For Tamrat, some of the challenges the country is
struggling with currently require an expanded political space, “to be debated,
to be discussed, to [bring forth] appropriate responses. I see a deficit in
that regard,” he says.
The government’s dogmatic obsession with the
constitution is another “often overlooked” aspect for Tamrat. For the
incumbent, the Constitution is non-debatable, fixed entity, probably because it
mistakenly equates “the Constitution for law and order. So whenever it says the
constitution [is beyond any discussion], it is actually saying that law and
order are [beyond any discussion].”
Yet, the Constitution is an embodiment of a document
that entails the compromise of different views and it is not static, argues
Tamrat; it could be and should be amended when issues demand so. In fact “there
is a provision that stipulates its own amendment” because amendment was “an
envisaged process.” Article 104 clearly states the legality of “initiation of
Amendments.”
“Any proposal for constitutional amendment, if
supported by two-thirds majority vote in the House of Peoples’ Representatives,
or by a two-thirds majority vote in the House of the Federation or when
one-third of the State Councils of the member States of the Federation (by a
majority vote in each Council) have supported it, shall be submitted for
discussion and decision to the general public and to those whom the amendment
of the Constitution concerns,” the Article reads.

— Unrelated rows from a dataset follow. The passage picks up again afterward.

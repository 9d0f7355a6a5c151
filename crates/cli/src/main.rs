//! Lasu Mart CLI - Database migrations and administration.
//!
//! # Usage
//!
//! ```bash
//! # Run database migrations
//! mart-cli migrate
//!
//! # Manage categories
//! mart-cli category add "Electronics" -i https://cdn.example.com/electronics.png
//! mart-cli category remove "Electronics"
//!
//! # Grant or revoke the admin role
//! mart-cli user promote -e admin@example.com
//! mart-cli user demote -e admin@example.com
//!
//! # Remove expired one-time codes
//! mart-cli otp purge
//! ```

#![cfg_attr(not(test), forbid(unsafe_code))]

use clap::{Parser, Subcommand};
use lasu_mart_core::Role;

mod commands;

#[derive(Parser)]
#[command(name = "mart-cli")]
#[command(author, version, about = "Lasu Mart CLI tools")]
struct Cli {
    #[command(subcommand)]
    command: Commands,
}

#[derive(Subcommand)]
enum Commands {
    /// Run database migrations
    Migrate,
    /// Manage product categories
    Category {
        #[command(subcommand)]
        action: CategoryAction,
    },
    /// Manage user roles
    User {
        #[command(subcommand)]
        action: UserAction,
    },
    /// Maintain one-time codes
    Otp {
        #[command(subcommand)]
        action: OtpAction,
    },
}

#[derive(Subcommand)]
enum CategoryAction {
    /// Add a category
    Add {
        /// Category title
        title: String,

        /// Image shown for the category
        #[arg(short, long)]
        image_url: String,
    },
    /// Remove a category
    Remove {
        /// Category title
        title: String,
    },
}

#[derive(Subcommand)]
enum UserAction {
    /// Grant the admin role
    Promote {
        /// Email address of the user
        #[arg(short, long)]
        email: String,
    },
    /// Revoke the admin role
    Demote {
        /// Email address of the user
        #[arg(short, long)]
        email: String,
    },
}

#[derive(Subcommand)]
enum OtpAction {
    /// Delete expired codes
    Purge,
}

#[tokio::main]
async fn main() {
    // Initialize tracing
    tracing_subscriber::fmt::init();

    let cli = Cli::parse();

    if let Err(e) = run(cli).await {
        tracing::error!("Command failed: {e}");
        std::process::exit(1);
    }
}

async fn run(cli: Cli) -> Result<(), commands::CliError> {
    match cli.command {
        Commands::Migrate => commands::migrate::run().await?,
        Commands::Category { action } => match action {
            CategoryAction::Add { title, image_url } => {
                commands::categories::add(&title, &image_url).await?;
            }
            CategoryAction::Remove { title } => commands::categories::remove(&title).await?,
        },
        Commands::User { action } => match action {
            UserAction::Promote { email } => commands::users::set_role(&email, Role::Admin).await?,
            UserAction::Demote { email } => commands::users::set_role(&email, Role::User).await?,
        },
        Commands::Otp { action } => match action {
            OtpAction::Purge => {
                commands::otp::purge().await?;
            }
        },
    }
    Ok(())
}
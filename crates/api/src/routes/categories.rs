//! Category handlers. Reads are public; writes are admin only.

use axum::{
    Json,
    extract::{Path, State},
    http::StatusCode,
};
use serde_json::{Value, json};
use tracing::instrument;

use crate::db::CategoryRepository;
use crate::error::{AppError, Result};
use crate::middleware::RequireAdmin;
use crate::models::{Category, NewCategory};
use crate::state::AppState;

/// GET /category
pub async fn list(State(state): State<AppState>) -> Result<Json<Vec<Category>>> {
    let categories = CategoryRepository::new(state.pool()).list().await?;
    Ok(Json(categories))
}

/// POST /category
#[instrument(skip(state, admin), fields(admin = %admin.uid))]
pub async fn create(
    State(state): State<AppState>,
    RequireAdmin(admin): RequireAdmin,
    Json(body): Json<NewCategory>,
) -> Result<(StatusCode, Json<Category>)> {
    let category = NewCategory {
        title: body.title.trim().to_string(),
        image_url: body.image_url.trim().to_string(),
    };
    if category.title.is_empty() {
        return Err(AppError::BadRequest("Title cannot be empty".to_string()));
    }

    let category = CategoryRepository::new(state.pool())
        .create(&category)
        .await?;
    Ok((StatusCode::CREATED, Json(category)))
}

/// DELETE /category/{title}
#[instrument(skip(state, admin), fields(admin = %admin.uid))]
pub async fn delete(
    State(state): State<AppState>,
    RequireAdmin(admin): RequireAdmin,
    Path(title): Path<String>,
) -> Result<Json<Value>> {
    CategoryRepository::new(state.pool()).delete(&title).await?;
    Ok(Json(json!({ "message": "Category deleted" })))
}
//! One-time verification code records.

use chrono::{DateTime, Utc};
use thiserror::Error;

use lasu_mart_core::{OtpId, OtpKind};

use super::CurrentUser;

/// A stored one-time code.
#[derive(Debug, Clone, sqlx::FromRow)]
pub struct OtpRecord {
    pub otp_id: OtpId,
    pub otp_kind: OtpKind,
    pub code: String,
    pub receiver: String,
    pub expires_at: DateTime<Utc>,
}

/// Why a submitted code was refused.
#[derive(Debug, Clone, Copy, PartialEq, Eq, Error)]
pub enum OtpRejection {
    #[error("invalid verification code")]
    Invalid,
    #[error("verification code has expired")]
    Expired,
    #[error("verification code was not issued to this account")]
    RecipientMismatch,
}

impl OtpRecord {
    /// Check the code against the clock and the caller's contact details.
    ///
    /// A code is dead from `expires_at` onwards.
    ///
    /// # Errors
    ///
    /// Returns [`OtpRejection::Expired`] once `now >= expires_at`, or
    /// [`OtpRejection::RecipientMismatch`] when the code was sent to a
    /// different address than the caller's current one.
    pub fn verify(&self, now: DateTime<Utc>, user: &CurrentUser) -> Result<OtpKind, OtpRejection> {
        if self.expires_at <= now {
            return Err(OtpRejection::Expired);
        }
        if self.receiver != user.contact_for(self.otp_kind) {
            return Err(OtpRejection::RecipientMismatch);
        }
        Ok(self.otp_kind)
    }
}

#[cfg(test)]
#[allow(clippy::unwrap_used)]
mod tests {
    use chrono::Duration;
    use lasu_mart_core::{Email, PhoneNumber, Role, UserId};

    use super::*;
    use crate::models::Verified;

    fn user() -> CurrentUser {
        CurrentUser {
            uid: UserId::new("uid-1"),
            email: Email::parse("ada@lasu.edu.ng").unwrap(),
            phone_number: PhoneNumber::parse("+2348031234567").unwrap(),
            display_name: "Ada".to_string(),
            role: Role::User,
            verified: Verified::default(),
        }
    }

    fn record(kind: OtpKind, receiver: &str, expires_at: DateTime<Utc>) -> OtpRecord {
        OtpRecord {
            otp_id: OtpId::random(),
            otp_kind: kind,
            code: "123456".to_string(),
            receiver: receiver.to_string(),
            expires_at,
        }
    }

    #[test]
    fn test_valid_code() {
        let now = Utc::now();
        let otp = record(OtpKind::Email, "ada@lasu.edu.ng", now + Duration::minutes(5));
        assert_eq!(otp.verify(now, &user()), Ok(OtpKind::Email));
    }

    #[test]
    fn test_expired_at_boundary() {
        let now = Utc::now();
        let otp = record(OtpKind::Email, "ada@lasu.edu.ng", now);
        assert_eq!(otp.verify(now, &user()), Err(OtpRejection::Expired));
    }

    #[test]
    fn test_expired_in_past() {
        let now = Utc::now();
        let otp = record(OtpKind::Phone, "+2348031234567", now - Duration::seconds(1));
        assert_eq!(otp.verify(now, &user()), Err(OtpRejection::Expired));
    }

    #[test]
    fn test_recipient_mismatch() {
        let now = Utc::now();
        let otp = record(OtpKind::Phone, "+2348000000000", now + Duration::minutes(5));
        assert_eq!(otp.verify(now, &user()), Err(OtpRejection::RecipientMismatch));
    }

    #[test]
    fn test_kind_selects_contact_field() {
        let now = Utc::now();
        // An email code sent to the phone number does not count.
        let otp = record(OtpKind::Email, "+2348031234567", now + Duration::minutes(5));
        assert_eq!(otp.verify(now, &user()), Err(OtpRejection::RecipientMismatch));
    }
}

A change towards democracy is a must if the country is
to avoid regrettable tragedy, Ezekiel says. “People at the top of the
government must know that the status quo is not sustainable”, he argues,
“because there is too much discontent, too much dissatisfaction, a lot of
desperation, a lot of deprivation,” Ezekiel said, adding that the government
must stop listening to the reverberation of its own voices and understand that
this is not a sustainable path.
“It should begin by decriminalizing dissent, open up
the political space, expunge the draconian laws that are muzzling the press,
start from the freedom of the press, release political prisoners. These are the
measures the government could take in order to win the good will of the
public,” Ezekiel said. “This is not an option, this is an imperative. The
window will close sooner or later. But, would the government be able to see
that? Well, I always say absolute power dements more than it corrupts.”
No turning back
Several Ethiopian critics of the government assert
that the fundamental problem of the recent conflicts that besieged several
areas is the constitutional federalism itself. According to these critics, it
focuses more on differences than unity. Some fear it may even lead to an
eventual disintegration of the country. A return to the old unitary system of
administration is an idea whose appeal seems to gain increasing popularity
among many Ethiopians. But it is an idea both Tamrat and
Ezekiel strongly disagree with.
“The [current] federal arrangement was a response to a
historic question of nationalities,” Ezekiel says, “to deny that there is a
question of nationalities is to deny the sun rises in the East.” The country,
according to him, has tried the unitarists as well as the assimilationists
track for decades and it actually led to “proliferation of centrifugal forces”.
Thus, “the claim that says we need a unitary state is a flight of fancy that
collides with reality.”
Tamrat adds “a unitary government has not yielded the
desired, harmonious and peaceful relationship. We can’t go back to a unitary
system that’s held by force. We have travelled enough distance in this federal
system in which national senses of identities have taken a right recognition
and it is this right recognition which is manifesting itself as demands of
right.”
But back in the power corridors of the government in
Ethiopia exhausting propaganda is being relentlessly produced and aired through
state affiliated media claiming that the federal arrangement not only answered
the ‘national question’ but also put the burning question of land ownership,
and the nation’s quest for self-rule, which saw the previous two regimes
toppled by the will of the people, to their final resting place.
But to put Ezekiel’s words in this context, this one
too seems “a flight of fancy that collides with reality.”